A classic stamp is a postage stamp of a type considered distinctive by philatelists, typically applied to stamps printed in the early period of stamp production, e.g., before about 1870. However, as L. N. Williams puts it, "the term has never been satisfactorily defined". Definitions have included stamps issued before 1900, although not all stamps issued before 1900 are considered "classic", while some stamps issued in the first few years after 1900 are considered "classic." Williams suggests that the classic period extends from 1840 to 1875, and James A. Mackay, in his World of Classic Stamps, New York (1972) applied the term to stamps produced from 1840 to 1870. Other collectors consider the classics cover regular issues to 1869, but include the re-issues of 1875. The U.S. Philatelic Classics Society (USPCS) is a society dedicated to the study of United States postal issues and postal history from the stampless era up to 1893.

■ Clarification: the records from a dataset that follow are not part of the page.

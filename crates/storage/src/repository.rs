use async_trait::async_trait;
use chrono::{DateTime, NaiveDate, Utc};
use serde::{Deserialize, Serialize};
use std::collections::{BTreeMap, HashMap};
use std::sync::{Arc, Mutex};
use thiserror::Error;

use quiz_core::model::{
    AccountStatus, ExamId, PlanTier, Question, QuestionFilter, QuestionId, QuizSummary, UserId,
};

/// Errors surfaced by storage adapters.
#[derive(Debug, Error)]
#[non_exhaustive]
pub enum StorageError {
    #[error("not found")]
    NotFound,

    #[error("conflict")]
    Conflict,

    #[error("connection error: {0}")]
    Connection(String),

    #[error("serialization error: {0}")]
    Serialization(String),
}

//
// ─── RAW ENTITLEMENT RECORD ────────────────────────────────────────────────────
//

/// One exam-access grant as persisted.
#[derive(Debug, Clone, PartialEq, Eq, Serialize, Deserialize)]
pub struct GrantRecord {
    pub exam: String,
    pub granted_at: DateTime<Utc>,
    pub expires_at: Option<DateTime<Utc>>,
}

/// Persisted shape of a user's plan record.
///
/// Plan and status are kept as the loosely-typed strings the store holds;
/// the entitlement resolver interprets them exactly once. Repositories
/// read and write this shape without imposing domain rules.
#[derive(Debug, Clone, PartialEq, Eq, Serialize, Deserialize)]
pub struct EntitlementRecord {
    pub user_id: UserId,
    pub plan: Option<String>,
    pub status: Option<String>,
    pub trial_started_at: Option<DateTime<Utc>>,
    pub counted_today: u32,
    pub counter_date: Option<NaiveDate>,
    pub original_exam: Option<String>,
    pub grants: Vec<GrantRecord>,
}

impl EntitlementRecord {
    /// Empty record for a user the store has never seen.
    #[must_use]
    pub fn new(user_id: UserId) -> Self {
        Self {
            user_id,
            plan: None,
            status: None,
            trial_started_at: None,
            counted_today: 0,
            counter_date: None,
            original_exam: None,
            grants: Vec::new(),
        }
    }
}

//
// ─── REPOSITORY CONTRACTS ──────────────────────────────────────────────────────
//

/// Repository contract for the question pool.
#[async_trait]
pub trait QuestionRepository: Send + Sync {
    /// Persist or update a question.
    ///
    /// # Errors
    ///
    /// Returns `StorageError` if the question cannot be stored.
    async fn upsert_question(&self, question: &Question) -> Result<(), StorageError>;

    /// Ordered pool of questions matching the filter.
    ///
    /// # Errors
    ///
    /// Returns `StorageError` on storage failure; an empty match is `Ok`.
    async fn working_set(&self, filter: &QuestionFilter) -> Result<Vec<Question>, StorageError>;

    /// Fetch questions by id, preserving the requested order.
    ///
    /// Used to rebuild a resumed session's frozen working set.
    ///
    /// # Errors
    ///
    /// Returns `StorageError::NotFound` if any id is missing, or other
    /// storage errors.
    async fn questions_by_ids(&self, ids: &[QuestionId]) -> Result<Vec<Question>, StorageError>;
}

/// Repository contract for plan records, grants and the daily counter.
#[async_trait]
pub trait EntitlementStore: Send + Sync {
    /// Raw plan record for a user, `None` when the store has never seen
    /// them.
    ///
    /// # Errors
    ///
    /// Returns `StorageError` on storage failure.
    async fn read(&self, user: &UserId) -> Result<Option<EntitlementRecord>, StorageError>;

    /// Whole-record replace, used by the read-through mirror.
    ///
    /// # Errors
    ///
    /// Returns `StorageError` if the record cannot be stored.
    async fn write_record(&self, record: &EntitlementRecord) -> Result<(), StorageError>;

    /// Add one to today's answered-question counter and return the new
    /// value. A counter carrying a stale reset-date restarts at 1.
    ///
    /// # Errors
    ///
    /// Returns `StorageError` on storage failure.
    async fn increment_quota(&self, user: &UserId, today: NaiveDate) -> Result<u32, StorageError>;

    /// Set the user's plan. Switching to trial stamps the trial start on
    /// first entry; `original_exam` records the purchase-time exam for
    /// the individual tier.
    ///
    /// # Errors
    ///
    /// Returns `StorageError` on storage failure.
    async fn set_plan(
        &self,
        user: &UserId,
        tier: PlanTier,
        original_exam: Option<&ExamId>,
        changed_at: DateTime<Utc>,
    ) -> Result<(), StorageError>;

    /// Grant access to an exam, replacing any existing grant for it.
    ///
    /// # Errors
    ///
    /// Returns `StorageError` on storage failure.
    async fn write_grant(
        &self,
        user: &UserId,
        exam: &ExamId,
        granted_at: DateTime<Utc>,
        expires_at: Option<DateTime<Utc>>,
    ) -> Result<(), StorageError>;

    /// Remove the grant for an exam, if present.
    ///
    /// # Errors
    ///
    /// Returns `StorageError` on storage failure.
    async fn revoke_grant(&self, user: &UserId, exam: &ExamId) -> Result<(), StorageError>;

    /// Set the account lifecycle status.
    ///
    /// # Errors
    ///
    /// Returns `StorageError` on storage failure.
    async fn set_status(&self, user: &UserId, status: AccountStatus) -> Result<(), StorageError>;

    /// Drop every grant, the original exam and the paid plan (back to
    /// free).
    ///
    /// # Errors
    ///
    /// Returns `StorageError` on storage failure.
    async fn cancel_all_access(&self, user: &UserId) -> Result<(), StorageError>;
}

/// Generic per-user blob persistence for paused sessions.
///
/// The store is schema-opaque: blobs are written and read back verbatim.
#[async_trait]
pub trait ProgressStore: Send + Sync {
    /// Stored blob for a user, `None` when absent.
    ///
    /// # Errors
    ///
    /// Returns `StorageError` on storage failure.
    async fn get(&self, user: &UserId) -> Result<Option<String>, StorageError>;

    /// Whole-record replace of the user's blob.
    ///
    /// # Errors
    ///
    /// Returns `StorageError` on storage failure.
    async fn set(&self, user: &UserId, blob: &str) -> Result<(), StorageError>;

    /// Remove the user's blob; removing an absent blob is not an error.
    ///
    /// # Errors
    ///
    /// Returns `StorageError` on storage failure.
    async fn clear(&self, user: &UserId) -> Result<(), StorageError>;
}

/// Repository contract for finished-run summaries.
#[async_trait]
pub trait SummaryRepository: Send + Sync {
    /// Append a finished run's summary.
    ///
    /// # Errors
    ///
    /// Returns `StorageError` if the summary cannot be stored.
    async fn append_summary(&self, summary: &QuizSummary) -> Result<(), StorageError>;

    /// Most recent summaries for a user, newest first.
    ///
    /// # Errors
    ///
    /// Returns `StorageError` on storage failure.
    async fn summaries_for_user(
        &self,
        user: &UserId,
        limit: u32,
    ) -> Result<Vec<QuizSummary>, StorageError>;
}

//
// ─── IN-MEMORY IMPLEMENTATION ──────────────────────────────────────────────────
//

/// Simple in-memory store implementation for testing and prototyping.
#[derive(Clone, Default)]
pub struct InMemoryStore {
    questions: Arc<Mutex<BTreeMap<QuestionId, Question>>>,
    entitlements: Arc<Mutex<HashMap<UserId, EntitlementRecord>>>,
    progress: Arc<Mutex<HashMap<UserId, String>>>,
    summaries: Arc<Mutex<Vec<QuizSummary>>>,
}

impl InMemoryStore {
    #[must_use]
    pub fn new() -> Self {
        Self::default()
    }
}

fn lock_err<T>(e: std::sync::PoisonError<T>) -> StorageError {
    StorageError::Connection(e.to_string())
}

#[async_trait]
impl QuestionRepository for InMemoryStore {
    async fn upsert_question(&self, question: &Question) -> Result<(), StorageError> {
        let mut guard = self.questions.lock().map_err(lock_err)?;
        guard.insert(question.id(), question.clone());
        Ok(())
    }

    async fn working_set(&self, filter: &QuestionFilter) -> Result<Vec<Question>, StorageError> {
        let guard = self.questions.lock().map_err(lock_err)?;
        Ok(guard
            .values()
            .filter(|q| filter.matches(q))
            .cloned()
            .collect())
    }

    async fn questions_by_ids(&self, ids: &[QuestionId]) -> Result<Vec<Question>, StorageError> {
        let guard = self.questions.lock().map_err(lock_err)?;
        let mut found = Vec::with_capacity(ids.len());
        for id in ids {
            match guard.get(id) {
                Some(question) => found.push(question.clone()),
                None => return Err(StorageError::NotFound),
            }
        }
        Ok(found)
    }
}

#[async_trait]
impl EntitlementStore for InMemoryStore {
    async fn read(&self, user: &UserId) -> Result<Option<EntitlementRecord>, StorageError> {
        let guard = self.entitlements.lock().map_err(lock_err)?;
        Ok(guard.get(user).cloned())
    }

    async fn write_record(&self, record: &EntitlementRecord) -> Result<(), StorageError> {
        let mut guard = self.entitlements.lock().map_err(lock_err)?;
        guard.insert(record.user_id.clone(), record.clone());
        Ok(())
    }

    async fn increment_quota(&self, user: &UserId, today: NaiveDate) -> Result<u32, StorageError> {
        let mut guard = self.entitlements.lock().map_err(lock_err)?;
        let record = guard
            .entry(user.clone())
            .or_insert_with(|| EntitlementRecord::new(user.clone()));
        if record.counter_date == Some(today) {
            record.counted_today = record.counted_today.saturating_add(1);
        } else {
            record.counted_today = 1;
            record.counter_date = Some(today);
        }
        Ok(record.counted_today)
    }

    async fn set_plan(
        &self,
        user: &UserId,
        tier: PlanTier,
        original_exam: Option<&ExamId>,
        changed_at: DateTime<Utc>,
    ) -> Result<(), StorageError> {
        let mut guard = self.entitlements.lock().map_err(lock_err)?;
        let record = guard
            .entry(user.clone())
            .or_insert_with(|| EntitlementRecord::new(user.clone()));
        record.plan = Some(tier.as_str().to_owned());
        if let Some(exam) = original_exam {
            record.original_exam = Some(exam.as_str().to_owned());
        }
        if tier == PlanTier::Trial && record.trial_started_at.is_none() {
            record.trial_started_at = Some(changed_at);
        }
        Ok(())
    }

    async fn write_grant(
        &self,
        user: &UserId,
        exam: &ExamId,
        granted_at: DateTime<Utc>,
        expires_at: Option<DateTime<Utc>>,
    ) -> Result<(), StorageError> {
        let mut guard = self.entitlements.lock().map_err(lock_err)?;
        let record = guard
            .entry(user.clone())
            .or_insert_with(|| EntitlementRecord::new(user.clone()));
        let grant = GrantRecord {
            exam: exam.as_str().to_owned(),
            granted_at,
            expires_at,
        };
        match record.grants.iter_mut().find(|g| g.exam == grant.exam) {
            Some(existing) => *existing = grant,
            None => record.grants.push(grant),
        }
        Ok(())
    }

    async fn revoke_grant(&self, user: &UserId, exam: &ExamId) -> Result<(), StorageError> {
        let mut guard = self.entitlements.lock().map_err(lock_err)?;
        if let Some(record) = guard.get_mut(user) {
            record.grants.retain(|g| g.exam != exam.as_str());
        }
        Ok(())
    }

    async fn set_status(&self, user: &UserId, status: AccountStatus) -> Result<(), StorageError> {
        let mut guard = self.entitlements.lock().map_err(lock_err)?;
        let record = guard
            .entry(user.clone())
            .or_insert_with(|| EntitlementRecord::new(user.clone()));
        record.status = Some(status.as_str().to_owned());
        Ok(())
    }

    async fn cancel_all_access(&self, user: &UserId) -> Result<(), StorageError> {
        let mut guard = self.entitlements.lock().map_err(lock_err)?;
        if let Some(record) = guard.get_mut(user) {
            record.grants.clear();
            record.original_exam = None;
            record.plan = Some(PlanTier::Free.as_str().to_owned());
        }
        Ok(())
    }
}

#[async_trait]
impl ProgressStore for InMemoryStore {
    async fn get(&self, user: &UserId) -> Result<Option<String>, StorageError> {
        let guard = self.progress.lock().map_err(lock_err)?;
        Ok(guard.get(user).cloned())
    }

    async fn set(&self, user: &UserId, blob: &str) -> Result<(), StorageError> {
        let mut guard = self.progress.lock().map_err(lock_err)?;
        guard.insert(user.clone(), blob.to_owned());
        Ok(())
    }

    async fn clear(&self, user: &UserId) -> Result<(), StorageError> {
        let mut guard = self.progress.lock().map_err(lock_err)?;
        guard.remove(user);
        Ok(())
    }
}

#[async_trait]
impl SummaryRepository for InMemoryStore {
    async fn append_summary(&self, summary: &QuizSummary) -> Result<(), StorageError> {
        let mut guard = self.summaries.lock().map_err(lock_err)?;
        guard.push(summary.clone());
        Ok(())
    }

    async fn summaries_for_user(
        &self,
        user: &UserId,
        limit: u32,
    ) -> Result<Vec<QuizSummary>, StorageError> {
        let guard = self.summaries.lock().map_err(lock_err)?;
        let mut out: Vec<QuizSummary> = guard
            .iter()
            .filter(|s| s.user_id() == user)
            .cloned()
            .collect();
        out.sort_by_key(|s| std::cmp::Reverse(s.completed_at()));
        out.truncate(limit as usize);
        Ok(out)
    }
}

//
// ─── AGGREGATE ─────────────────────────────────────────────────────────────────
//

/// Aggregates the four repositories behind trait objects for easy backend
/// swapping.
#[derive(Clone)]
pub struct Storage {
    pub questions: Arc<dyn QuestionRepository>,
    pub entitlements: Arc<dyn EntitlementStore>,
    pub progress: Arc<dyn ProgressStore>,
    pub summaries: Arc<dyn SummaryRepository>,
}

impl Storage {
    #[must_use]
    pub fn in_memory() -> Self {
        let store = InMemoryStore::new();
        let questions: Arc<dyn QuestionRepository> = Arc::new(store.clone());
        let entitlements: Arc<dyn EntitlementStore> = Arc::new(store.clone());
        let progress: Arc<dyn ProgressStore> = Arc::new(store.clone());
        let summaries: Arc<dyn SummaryRepository> = Arc::new(store);
        Self {
            questions,
            entitlements,
            progress,
            summaries,
        }
    }
}

//
// ─── TESTS ─────────────────────────────────────────────────────────────────────
//
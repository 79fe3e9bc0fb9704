use chrono::{DateTime, Utc};
use serde::{Deserialize, Serialize};
use thiserror::Error;

use crate::model::answer::AnswerRecord;
use crate::model::filter::QuestionFilter;
use crate::model::ids::QuestionId;

#[derive(Debug, Error, Clone, PartialEq, Eq)]
#[non_exhaustive]
pub enum SnapshotError {
    #[error("current index {current} exceeds working set length {len}")]
    IndexOutOfRange { current: usize, len: usize },

    #[error("answer count {answers} does not match current index {current}")]
    AnswerCountMismatch { answers: usize, current: usize },
}

/// Persisted form of a paused session.
///
/// Holds the frozen working set, the position inside it, everything
/// answered so far and the filter the set was built from. Invariants:
/// `current <= question_ids.len()` and one answer per passed question.
#[derive(Debug, Clone, PartialEq, Eq, Serialize, Deserialize)]
pub struct SessionSnapshot {
    question_ids: Vec<QuestionId>,
    current: usize,
    answers: Vec<AnswerRecord>,
    filter: QuestionFilter,
    saved_at: DateTime<Utc>,
}

impl SessionSnapshot {
    /// Builds a snapshot, enforcing the rest-point invariants.
    ///
    /// # Errors
    ///
    /// Returns `SnapshotError` if the index exceeds the working set or the
    /// answer count does not equal the index.
    pub fn new(
        question_ids: Vec<QuestionId>,
        current: usize,
        answers: Vec<AnswerRecord>,
        filter: QuestionFilter,
        saved_at: DateTime<Utc>,
    ) -> Result<Self, SnapshotError> {
        let snapshot = Self {
            question_ids,
            current,
            answers,
            filter,
            saved_at,
        };
        snapshot.validate()?;
        Ok(snapshot)
    }

    /// Re-checks the invariants, e.g. after deserializing a stored blob.
    ///
    /// # Errors
    ///
    /// Returns `SnapshotError` when the record is structurally invalid;
    /// the progress adapter treats that as a corrupt (absent) snapshot.
    pub fn validate(&self) -> Result<(), SnapshotError> {
        if self.current > self.question_ids.len() {
            return Err(SnapshotError::IndexOutOfRange {
                current: self.current,
                len: self.question_ids.len(),
            });
        }
        if self.answers.len() != self.current {
            return Err(SnapshotError::AnswerCountMismatch {
                answers: self.answers.len(),
                current: self.current,
            });
        }
        Ok(())
    }

    #[must_use]
    pub fn question_ids(&self) -> &[QuestionId] {
        &self.question_ids
    }

    #[must_use]
    pub fn current(&self) -> usize {
        self.current
    }

    #[must_use]
    pub fn answers(&self) -> &[AnswerRecord] {
        &self.answers
    }

    #[must_use]
    pub fn filter(&self) -> &QuestionFilter {
        &self.filter
    }

    #[must_use]
    pub fn saved_at(&self) -> DateTime<Utc> {
        self.saved_at
    }

    /// True when every question in the working set has been answered.
    #[must_use]
    pub fn is_exhausted(&self) -> bool {
        self.current >= self.question_ids.len()
    }

    /// Consumes the snapshot into its parts for session rebuilding.
    #[must_use]
    pub fn into_parts(self) -> (Vec<QuestionId>, usize, Vec<AnswerRecord>, QuestionFilter) {
        (self.question_ids, self.current, self.answers, self.filter)
    }
}

//
// ─── TESTS ─────────────────────────────────────────────────────────────────────
//
use std::collections::HashMap;

use quiz_core::model::{Question, QuestionFilter, QuestionId};

use super::{
    SqliteRepository,
    mapping::{map_question_row, question_id_to_i64},
};
use crate::repository::{QuestionRepository, StorageError};

#[async_trait::async_trait]
impl QuestionRepository for SqliteRepository {
    async fn upsert_question(&self, question: &Question) -> Result<(), StorageError> {
        let options = question.options();
        sqlx::query(
            r"
            INSERT INTO questions (
                id, prompt, option_a, option_b, option_c, option_d,
                correct, explanation, subject, exam, module, year, min_tier
            )
            VALUES (?1, ?2, ?3, ?4, ?5, ?6, ?7, ?8, ?9, ?10, ?11, ?12, ?13)
            ON CONFLICT(id) DO UPDATE SET
                prompt = excluded.prompt,
                option_a = excluded.option_a,
                option_b = excluded.option_b,
                option_c = excluded.option_c,
                option_d = excluded.option_d,
                correct = excluded.correct,
                explanation = excluded.explanation,
                subject = excluded.subject,
                exam = excluded.exam,
                module = excluded.module,
                year = excluded.year,
                min_tier = excluded.min_tier
            ",
        )
        .bind(question_id_to_i64(question.id())?)
        .bind(question.prompt())
        .bind(&options[0])
        .bind(&options[1])
        .bind(&options[2])
        .bind(&options[3])
        .bind(i64::from(question.correct()))
        .bind(question.explanation())
        .bind(question.subject())
        .bind(question.exam().map(|e| e.as_str().to_owned()))
        .bind(question.module())
        .bind(question.year().map(i64::from))
        .bind(question.min_tier().map(|t| t.as_str()))
        .execute(&self.pool)
        .await
        .map_err(|e| StorageError::Connection(e.to_string()))?;

        Ok(())
    }

    async fn working_set(&self, filter: &QuestionFilter) -> Result<Vec<Question>, StorageError> {
        let mut sql = String::from(
            r"
            SELECT
                id, prompt, option_a, option_b, option_c, option_d,
                correct, explanation, subject, exam, module, year, min_tier
            FROM questions
            WHERE 1 = 1
            ",
        );

        let mut bind_index = 1;
        if filter.exam.is_some() {
            sql.push_str(" AND exam = ?");
            sql.push_str(&bind_index.to_string());
            bind_index += 1;
        }
        if filter.subject.is_some() {
            sql.push_str(" AND subject = ?");
            sql.push_str(&bind_index.to_string());
            bind_index += 1;
        }
        if filter.module.is_some() {
            sql.push_str(" AND module = ?");
            sql.push_str(&bind_index.to_string());
            bind_index += 1;
        }
        if filter.year.is_some() {
            sql.push_str(" AND year = ?");
            sql.push_str(&bind_index.to_string());
        }
        sql.push_str(" ORDER BY id ASC");

        let mut query = sqlx::query(&sql);
        if let Some(exam) = &filter.exam {
            query = query.bind(exam.as_str().to_owned());
        }
        if let Some(subject) = &filter.subject {
            query = query.bind(subject.clone());
        }
        if let Some(module) = &filter.module {
            query = query.bind(module.clone());
        }
        if let Some(year) = filter.year {
            query = query.bind(i64::from(year));
        }

        let rows = query
            .fetch_all(&self.pool)
            .await
            .map_err(|e| StorageError::Connection(e.to_string()))?;

        let mut questions = Vec::with_capacity(rows.len());
        for row in rows {
            questions.push(map_question_row(&row)?);
        }
        Ok(questions)
    }

    async fn questions_by_ids(&self, ids: &[QuestionId]) -> Result<Vec<Question>, StorageError> {
        if ids.is_empty() {
            return Ok(Vec::new());
        }

        let mut sql = String::from(
            r"
            SELECT
                id, prompt, option_a, option_b, option_c, option_d,
                correct, explanation, subject, exam, module, year, min_tier
            FROM questions
            WHERE id IN (
            ",
        );

        for i in 0..ids.len() {
            if i > 0 {
                sql.push_str(", ");
            }
            sql.push('?');
            sql.push_str(&(i + 1).to_string());
        }
        sql.push_str(")\n");

        let mut query = sqlx::query(&sql);
        for id in ids {
            query = query.bind(question_id_to_i64(*id)?);
        }

        let rows = query
            .fetch_all(&self.pool)
            .await
            .map_err(|e| StorageError::Connection(e.to_string()))?;

        let mut by_id: HashMap<u64, Question> = HashMap::with_capacity(rows.len());
        for row in rows {
            let question = map_question_row(&row)?;
            by_id.insert(question.id().value(), question);
        }

        let mut out = Vec::with_capacity(ids.len());
        for id in ids {
            match by_id.remove(&id.value()) {
                Some(question) => out.push(question),
                None => return Err(StorageError::NotFound),
            }
        }

        Ok(out)
    }
}
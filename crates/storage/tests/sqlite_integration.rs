use chrono::Duration;
use quiz_core::model::{
    AccountStatus, AnswerRecord, ExamId, PlanTier, Question, QuestionFilter, QuestionId,
    QuizSummary, Selection, UserId,
};
use quiz_core::time::fixed_now;
use storage::repository::{
    EntitlementStore, ProgressStore, QuestionRepository, StorageError, SummaryRepository,
};
use storage::sqlite::SqliteRepository;

fn build_question(id: u64, exam: &str, subject: &str) -> Question {
    Question::new(
        QuestionId::new(id),
        format!("Q{id}"),
        vec!["a".into(), "b".into(), "c".into(), "d".into()],
        1,
    )
    .unwrap()
    .with_exam(ExamId::new(exam))
    .with_subject(subject)
    .with_explanation("Because b.")
    .with_year(2024)
}

async fn connect(name: &str) -> SqliteRepository {
    let url = format!("sqlite:file:{name}?mode=memory&cache=shared");
    let repo = SqliteRepository::connect(&url).await.expect("connect");
    repo.migrate().await.expect("migrate");
    repo
}

#[tokio::test]
async fn sqlite_roundtrip_persists_questions_with_tags() {
    let repo = connect("memdb_questions").await;

    repo.upsert_question(&build_question(1, "TRT-RJ", "Português"))
        .await
        .unwrap();
    repo.upsert_question(&build_question(2, "INSS", "Direito"))
        .await
        .unwrap();
    repo.upsert_question(
        &build_question(3, "TRT-RJ", "Direito").with_min_tier(PlanTier::Individual),
    )
    .await
    .unwrap();

    let filter = QuestionFilter::new().with_exam(ExamId::new("TRT-RJ"));
    let set = repo.working_set(&filter).await.unwrap();
    assert_eq!(set.len(), 2);
    assert_eq!(set[0].id(), QuestionId::new(1));
    assert_eq!(set[0].explanation(), Some("Because b."));
    assert_eq!(set[1].min_tier(), Some(PlanTier::Individual));

    let frozen = repo
        .questions_by_ids(&[QuestionId::new(3), QuestionId::new(1)])
        .await
        .unwrap();
    assert_eq!(frozen[0].id(), QuestionId::new(3));
    assert_eq!(frozen[1].id(), QuestionId::new(1));

    let err = repo
        .questions_by_ids(&[QuestionId::new(99)])
        .await
        .unwrap_err();
    assert!(matches!(err, StorageError::NotFound));
}

#[tokio::test]
async fn sqlite_entitlement_record_tracks_plan_grants_and_counter() {
    let repo = connect("memdb_entitlements").await;
    let user = UserId::new("ana");
    let now = fixed_now();
    let today = now.date_naive();

    assert!(repo.read(&user).await.unwrap().is_none());

    repo.set_plan(&user, PlanTier::Trial, None, now).await.unwrap();
    repo.write_grant(&user, &ExamId::new("TRT-RJ"), now, Some(now + Duration::days(30)))
        .await
        .unwrap();
    repo.set_status(&user, AccountStatus::Suspended).await.unwrap();

    assert_eq!(repo.increment_quota(&user, today).await.unwrap(), 1);
    assert_eq!(repo.increment_quota(&user, today).await.unwrap(), 2);
    let tomorrow = today.succ_opt().unwrap();
    assert_eq!(repo.increment_quota(&user, tomorrow).await.unwrap(), 1);

    let record = repo.read(&user).await.unwrap().unwrap();
    assert_eq!(record.plan.as_deref(), Some("trial"));
    assert_eq!(record.status.as_deref(), Some("suspended"));
    assert_eq!(record.trial_started_at, Some(now));
    assert_eq!(record.counted_today, 1);
    assert_eq!(record.counter_date, Some(tomorrow));
    assert_eq!(record.grants.len(), 1);
    assert_eq!(record.grants[0].exam, "TRT-RJ");

    repo.revoke_grant(&user, &ExamId::new("TRT-RJ")).await.unwrap();
    let record = repo.read(&user).await.unwrap().unwrap();
    assert!(record.grants.is_empty());
}

#[tokio::test]
async fn sqlite_write_record_replaces_grants_wholesale() {
    let repo = connect("memdb_write_record").await;
    let user = UserId::new("ana");
    let now = fixed_now();

    repo.write_grant(&user, &ExamId::new("OLD"), now, None)
        .await
        .unwrap();

    let mut record = repo.read(&user).await.unwrap().unwrap();
    record.plan = Some("plus".into());
    record.grants = vec![storage::repository::GrantRecord {
        exam: "NEW".into(),
        granted_at: now,
        expires_at: None,
    }];
    repo.write_record(&record).await.unwrap();

    let back = repo.read(&user).await.unwrap().unwrap();
    assert_eq!(back.plan.as_deref(), Some("plus"));
    assert_eq!(back.grants.len(), 1);
    assert_eq!(back.grants[0].exam, "NEW");
}

#[tokio::test]
async fn sqlite_progress_blob_is_whole_record_replace() {
    let repo = connect("memdb_progress").await;
    let user = UserId::new("ana");

    assert_eq!(repo.get(&user).await.unwrap(), None);
    repo.set(&user, "{\"v\":1}").await.unwrap();
    repo.set(&user, "{\"v\":2}").await.unwrap();
    assert_eq!(repo.get(&user).await.unwrap().as_deref(), Some("{\"v\":2}"));

    repo.clear(&user).await.unwrap();
    assert_eq!(repo.get(&user).await.unwrap(), None);
    // Clearing an absent blob stays quiet.
    repo.clear(&user).await.unwrap();
}

#[tokio::test]
async fn sqlite_summary_roundtrip_keeps_subject_breakdown() {
    let repo = connect("memdb_summaries").await;
    let user = UserId::new("ana");
    let now = fixed_now();

    let answers: Vec<AnswerRecord> = (1..=3)
        .map(|id| {
            let q = build_question(id, "TRT-RJ", if id == 3 { "Direito" } else { "Português" });
            AnswerRecord::record(&q, Selection::Chosen(1), 10, 30)
        })
        .collect();
    let summary = QuizSummary::from_answers(
        user.clone(),
        Some(ExamId::new("TRT-RJ")),
        now,
        now + Duration::seconds(30),
        &answers,
    )
    .unwrap();

    repo.append_summary(&summary).await.unwrap();

    let listed = repo.summaries_for_user(&user, 10).await.unwrap();
    assert_eq!(listed.len(), 1);
    assert_eq!(listed[0], summary);
    assert_eq!(listed[0].subjects().len(), 2);
}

To some extent it conveys collectors' prejudices for or against particular countries or specialties. For instance, the Canadian stamps of the 1930s are highly regarded for their design and production quality, and are routinely called "classics"; but the term is much less likely to be used of the US stamps of the same period, and very few would characterize the poorly printed Mexican stamps of the 1930s as "classic", even though Mexico's first stamps, the Hidalgo issue, are equally poor but always considered classics.